1話 ヴォックスと初めて会った日
前作:元ツンデレ現変態ストーカーと亡き公国の魔女の外伝になります。
私の王国は小さいながら軍事力に特化していた。国そのものが武力であり国民は総じて騎士、教育の過程で騎士訓練を受けるのは当たり前だ。
私もその一人。父は伯爵として領地を賜り、農業と周辺財政の取り纏めもしつつ、騎士として敏腕を振るっていた。
周辺各国は軍事力の高さを恐れ、おいそれと戦おうとしない。それは王国が築いた歴史の成果だ。過去は鬼の所業と言われるぐらい侵略者を蹴散らしてきたという。父が戦いに出た時の話もよく聞いたし、年の離れた一番上の兄も、北の隣国の応援要請に応じて海賊と戦った話も聞いた。私もいつかは騎士になると想いを馳せ、その日の為に日々剣の腕を磨く。両親も二人の兄も周囲の人も全てが師でありライバルで、学ぶことも腕を上げるのも丁度良かった。

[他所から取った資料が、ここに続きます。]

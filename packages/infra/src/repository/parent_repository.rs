//! # ParentRepository
//!
//! Parent の永続化を担当するリポジトリ。
//!
//! ## 設計方針
//!
//! - **ID 採番は DB**: `parent_id` は SERIAL。`INSERT ... RETURNING` で採番結果を受け取る
//! - **属性は JSONB**: `name` 以外のフィールドは `attributes` 列にそのまま保存する
//! - **存在確認は呼び出し側**: `update` / `delete` は対象行の有無を戻り値で返すのみ

use async_trait::async_trait;
use parentapi_domain::parent::{Parent, ParentDraft, ParentId};
use serde_json::{Map, Value};
use sqlx::{PgPool, types::Json};

use crate::error::InfraError;

/// Parent リポジトリトレイト
#[async_trait]
pub trait ParentRepository: Send + Sync {
    /// 全件を ID 昇順で取得する
    async fn find_all(&self) -> Result<Vec<Parent>, InfraError>;

    /// ID で検索する
    async fn find_by_id(&self, id: ParentId) -> Result<Option<Parent>, InfraError>;

    /// 新しい Parent を挿入し、採番済みのエンティティを返す
    async fn insert(&self, draft: &ParentDraft) -> Result<Parent, InfraError>;

    /// 指定 ID の内容を全置換する
    ///
    /// 対象が存在しない場合は `None` を返す。
    async fn update(&self, id: ParentId, draft: &ParentDraft)
    -> Result<Option<Parent>, InfraError>;

    /// 指定 ID を削除する
    ///
    /// 削除した行があれば `true`。
    async fn delete(&self, id: ParentId) -> Result<bool, InfraError>;

    /// ストアへの疎通確認（Readiness Check 用）
    async fn ping(&self) -> Result<(), InfraError>;
}

/// PostgreSQL 実装の ParentRepository
#[derive(Debug, Clone)]
pub struct PostgresParentRepository {
    pool: PgPool,
}

impl PostgresParentRepository {
    pub fn new(pool: PgPool) -> Self {
        Self { pool }
    }
}

/// `parents` テーブルの行
#[derive(sqlx::FromRow)]
struct ParentRow {
    parent_id:  i32,
    name:       String,
    attributes: Json<Map<String, Value>>,
}

impl From<ParentRow> for Parent {
    fn from(row: ParentRow) -> Self {
        Parent::new(
            ParentId::new(row.parent_id),
            ParentDraft::new(row.name, row.attributes.0),
        )
    }
}

#[async_trait]
impl ParentRepository for PostgresParentRepository {
    #[tracing::instrument(skip_all, level = "debug")]
    async fn find_all(&self) -> Result<Vec<Parent>, InfraError> {
        let rows = sqlx::query_as::<_, ParentRow>(
            r#"
            SELECT parent_id, name, attributes
            FROM parents
            ORDER BY parent_id
            "#,
        )
        .fetch_all(&self.pool)
        .await?;

        Ok(rows.into_iter().map(Parent::from).collect())
    }

    #[tracing::instrument(skip_all, level = "debug", fields(%id))]
    async fn find_by_id(&self, id: ParentId) -> Result<Option<Parent>, InfraError> {
        let row = sqlx::query_as::<_, ParentRow>(
            r#"
            SELECT parent_id, name, attributes
            FROM parents
            WHERE parent_id = $1
            "#,
        )
        .bind(id.as_i32())
        .fetch_optional(&self.pool)
        .await?;

        Ok(row.map(Parent::from))
    }

    #[tracing::instrument(skip_all, level = "debug")]
    async fn insert(&self, draft: &ParentDraft) -> Result<Parent, InfraError> {
        let row = sqlx::query_as::<_, ParentRow>(
            r#"
            INSERT INTO parents (name, attributes)
            VALUES ($1, $2)
            RETURNING parent_id, name, attributes
            "#,
        )
        .bind(draft.name())
        .bind(Json(draft.attributes().clone()))
        .fetch_one(&self.pool)
        .await?;

        Ok(row.into())
    }

    #[tracing::instrument(skip_all, level = "debug", fields(%id))]
    async fn update(
        &self,
        id: ParentId,
        draft: &ParentDraft,
    ) -> Result<Option<Parent>, InfraError> {
        let row = sqlx::query_as::<_, ParentRow>(
            r#"
            UPDATE parents
            SET name = $2, attributes = $3
            WHERE parent_id = $1
            RETURNING parent_id, name, attributes
            "#,
        )
        .bind(id.as_i32())
        .bind(draft.name())
        .bind(Json(draft.attributes().clone()))
        .fetch_optional(&self.pool)
        .await?;

        Ok(row.map(Parent::from))
    }

    #[tracing::instrument(skip_all, level = "debug", fields(%id))]
    async fn delete(&self, id: ParentId) -> Result<bool, InfraError> {
        let result = sqlx::query(
            r#"
            DELETE FROM parents
            WHERE parent_id = $1
            "#,
        )
        .bind(id.as_i32())
        .execute(&self.pool)
        .await?;

        Ok(result.rows_affected() > 0)
    }

    async fn ping(&self) -> Result<(), InfraError> {
        sqlx::query("SELECT 1").execute(&self.pool).await?;
        Ok(())
    }
}
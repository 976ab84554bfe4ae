//! # Observability 基盤
//!
//! トレーシング初期化とログ出力形式の設定、Request ID 生成を提供する。
//! 環境変数 `LOG_FORMAT` による JSON / Pretty 出力の切り替えに対応する。

/// Request ID を運ぶ HTTP ヘッダー名
pub const REQUEST_ID_HEADER: &str = "x-request-id";

/// ログ出力形式
///
/// 環境変数 `LOG_FORMAT` で切り替える。
/// 値が未設定または不正な場合は [`Pretty`](LogFormat::Pretty) にフォールバックする。
#[derive(Debug, Clone, Copy, PartialEq, Eq, Default)]
pub enum LogFormat {
    /// JSON 形式（本番環境向け）
    Json,
    /// 人間が読みやすい形式（開発環境向け）
    #[default]
    Pretty,
}

impl LogFormat {
    /// 文字列からログ形式をパースする
    ///
    /// 不正な値の場合は [`Pretty`](LogFormat::Pretty) にフォールバックし、
    /// stderr に警告を出力する（トレーシング初期化前に呼ばれるため）。
    pub fn parse(s: &str) -> Self {
        match s {
            "json" => Self::Json,
            "pretty" => Self::Pretty,
            other => {
                eprintln!("WARNING: unknown LOG_FORMAT={other:?}, falling back to pretty");
                Self::Pretty
            }
        }
    }

    /// 環境変数 `LOG_FORMAT` から読み取る
    pub fn from_env() -> Self {
        match std::env::var("LOG_FORMAT") {
            Ok(val) => Self::parse(&val),
            Err(_) => Self::default(),
        }
    }
}

/// トレーシング初期化設定
#[derive(Debug, Clone)]
pub struct TracingConfig {
    /// サービス名（JSON ログの `span.service` フィールドに出力）
    pub service_name: String,
    /// ログ出力形式
    pub log_format:   LogFormat,
}

impl TracingConfig {
    pub fn new(service_name: impl Into<String>, log_format: LogFormat) -> Self {
        Self {
            service_name: service_name.into(),
            log_format,
        }
    }

    /// 環境変数から設定を読み取る
    pub fn from_env(service_name: impl Into<String>) -> Self {
        Self::new(service_name, LogFormat::from_env())
    }
}

/// トレーシングを初期化する
///
/// `RUST_LOG` 環境変数でログレベルを制御可能。
/// 未設定の場合は `"info,parentapi=debug"` をデフォルトとする。
///
/// `tracing_error::ErrorLayer` を登録するため、インフラ層のエラーは
/// 生成時点の `SpanTrace` を保持できる。
#[cfg(feature = "observability")]
pub fn init_tracing(config: TracingConfig) {
    use tracing_subscriber::{Layer as _, layer::SubscriberExt, util::SubscriberInitExt};

    let env_filter = tracing_subscriber::EnvFilter::try_from_default_env()
        .unwrap_or_else(|_| "info,parentapi=debug".into());

    let fmt_layer = match config.log_format {
        LogFormat::Json => tracing_subscriber::fmt::layer()
            .json()
            .flatten_event(true)
            .with_target(true)
            .with_current_span(true)
            .with_span_list(false)
            .boxed(),
        LogFormat::Pretty => tracing_subscriber::fmt::layer().boxed(),
    };

    tracing_subscriber::registry()
        .with(env_filter)
        .with(fmt_layer)
        .with(tracing_error::ErrorLayer::default())
        .init();
}

/// UUID v7 で Request ID を生成する `MakeRequestId` 実装
///
/// `SetRequestIdLayer::x_request_id(MakeRequestUuidV7)` として使用する。
/// クライアントが `x-request-id` を送ってきた場合は `SetRequestIdLayer` が
/// そちらを優先するため、ここでは呼ばれない。
#[cfg(feature = "observability")]
#[derive(Debug, Clone, Copy, Default)]
pub struct MakeRequestUuidV7;

#[cfg(feature = "observability")]
impl tower_http::request_id::MakeRequestId for MakeRequestUuidV7 {
    fn make_request_id<B>(
        &mut self,
        _request: &http::Request<B>,
    ) -> Option<tower_http::request_id::RequestId> {
        let id = uuid::Uuid::now_v7().to_string();
        http::HeaderValue::from_str(&id)
            .ok()
            .map(tower_http::request_id::RequestId::new)
    }
}

/// リクエストごとのスパンを生成する
///
/// `TraceLayer::make_span_with` に渡す。`SetRequestIdLayer` の内側で
/// 呼ばれるため、`x-request-id` ヘッダーは常に設定済み。
#[cfg(feature = "observability")]
pub fn make_request_span<B>(request: &http::Request<B>) -> tracing::Span {
    let request_id = request
        .headers()
        .get(REQUEST_ID_HEADER)
        .and_then(|v| v.to_str().ok())
        .unwrap_or("-");

    tracing::info_span!(
        "request",
        method = %request.method(),
        uri = %request.uri(),
        request_id = %request_id,
    )
}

「ユラレ伯爵家息女・ユースティーツィア、王国騎士候補生としてグレース騎士学院への留学を命ず」
十歳、本格的に基礎が学べるということで、周辺国の騎士候補生が集まる学舎に通うことになった。
自国で腕を磨きたい思いではあったけど、聡明な王女殿下が多様な戦い方を取り入れてはという鶴の一声で決まったので甘んじて受け入れる。剣の腕だけで築いた我が国の事を王女殿下が慮ったのは、最近武力侵攻により悪目立ちしている帝国が原因だ。そして私は学舎主催、入学前の各国合同演習へ参加した。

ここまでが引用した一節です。